FACTORS NECESSARY FOR SUCCESSFUL 48-HOUR PRESERVATION OF PANCREAS GRAFTS

Thirty-nine canine segmental pancreatic autografts were preserved at 4.degree. C for 48 hr prior to transplantation using five different preservation solutions: modified silica gel-filtered plasma (SGFP) (n = 10); modified PPF (n = 9); modified Collins'' solution (n = 8); partially modified plasma protein fraction (PPF) (n = 6), and unmodified PPF (n = 6). These modifications were with respect to osmality, pH, protein, and potassium content. Graft function was assessed by daily fasting blood sugar and serum amylase, and by intravenous glucose tolerance test (IVGTT) and insulin output at 14-21 days. Viable preservation was deemed successful if normoglycemia was maintained for at least 5 days.

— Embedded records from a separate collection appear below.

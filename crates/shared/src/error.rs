//! Error types for the Tirta platform

use thiserror::Error;

#[derive(Debug, Error)]
pub enum PlatformError {
    #[error("Validation error: {0}")]
    Validation(String),

    #[error("Invalid status transition: {from} -> {to}")]
    InvalidTransition { from: String, to: String },
}
//! Invoice Generation History
//!
//! Every generation run (scheduled or manual) leaves one audit record per
//! tenant:
//! - the target period and outcome counts
//! - the error text when the run failed upfront
//! - who or what triggered it and how long it took
//!
//! Records are append-only.

use std::sync::Arc;
use std::time::Duration;

use time::OffsetDateTime;
use tirta_shared::{GenerationRun, RunStatus, TriggerType, UsagePeriod};
use uuid::Uuid;

use crate::error::{BillingError, BillingResult};
use crate::generation::InvoiceGenerationResult;
use crate::store::BillingStore;

/// Default number of runs returned by [`GenerationHistoryService::recent_runs`]
pub const DEFAULT_HISTORY_LIMIT: i64 = 12;

/// Build the audit record for a finished run
///
/// A failed run records zero counts and the error text.
pub fn build_generation_run(
    tenant_id: Uuid,
    period: UsagePeriod,
    outcome: Result<&InvoiceGenerationResult, &BillingError>,
    trigger_type: TriggerType,
    triggered_by: Option<Uuid>,
    elapsed: Duration,
    generated_at: OffsetDateTime,
) -> GenerationRun {
    let execution_time_ms = i64::try_from(elapsed.as_millis()).unwrap_or(i64::MAX);

    let (success_count, skipped_count, failed_count, status, error_message) = match outcome {
        Ok(result) => (
            count(result.success),
            count(result.skipped),
            count(result.failed),
            RunStatus::Success,
            None,
        ),
        Err(e) => (0, 0, 0, RunStatus::Failed, Some(e.to_string())),
    };

    GenerationRun {
        id: Uuid::new_v4(),
        tenant_id,
        generated_for: period,
        generated_at,
        success_count,
        skipped_count,
        failed_count,
        status,
        error_message,
        execution_time_ms,
        trigger_type,
        triggered_by,
    }
}

fn count(n: u32) -> i32 {
    i32::try_from(n).unwrap_or(i32::MAX)
}

/// Records and lists generation runs
#[derive(Clone)]
pub struct GenerationHistoryService {
    store: Arc<dyn BillingStore>,
}

impl GenerationHistoryService {
    pub fn new(store: Arc<dyn BillingStore>) -> Self {
        Self { store }
    }

    /// Persist a run record
    pub async fn record(&self, run: &GenerationRun) -> BillingResult<()> {
        self.store.record_generation_run(run).await?;

        tracing::info!(
            tenant_id = %run.tenant_id,
            period = %run.generated_for,
            status = ?run.status,
            trigger = %run.trigger_type,
            success = run.success_count,
            skipped = run.skipped_count,
            failed = run.failed_count,
            execution_time_ms = run.execution_time_ms,
            "Recorded invoice generation run"
        );

        Ok(())
    }

    /// Most recent runs of a tenant, newest first
    pub async fn recent_runs(
        &self,
        tenant_id: Uuid,
        limit: Option<i64>,
    ) -> BillingResult<Vec<GenerationRun>> {
        let limit = limit.unwrap_or(DEFAULT_HISTORY_LIMIT).clamp(1, 100);
        self.store.generation_runs(tenant_id, limit).await
    }
}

Modified SGFP was successful in 80% of the animals, modified PPF in 100%, partially modified PPF in 60%, unmodified PPF in 50% and modified Collins'' solution in 37%. The difference between modified PPF and the latter three solutions was significant (P < 0.05). The causes of graft failure were primary nonfunction, graft pancreatitis, and focal necrosis in some of the grafts preserved by Collins'' solution. Graft function in the surviving animals, as determined by the IVGTT and K value, was similar regardless of the method of preservation and was comparable to that previously obtained with fresh and unpreserved segmental pancreatic autografts. It is concluded that modified PPF solution is as effective as modified SGFP in the preservation of pancreatic grafts for 48 hr. The essential elements in this modification appear to be high pH and high oncotic pressure in a hyperosmolar and moderately hyperkalemic solution. Since PPF is readily available and is much cheaper than SGFP, it may be the solution of choice for clinical preservation of pancreas allografts for periods of 24-48 hr.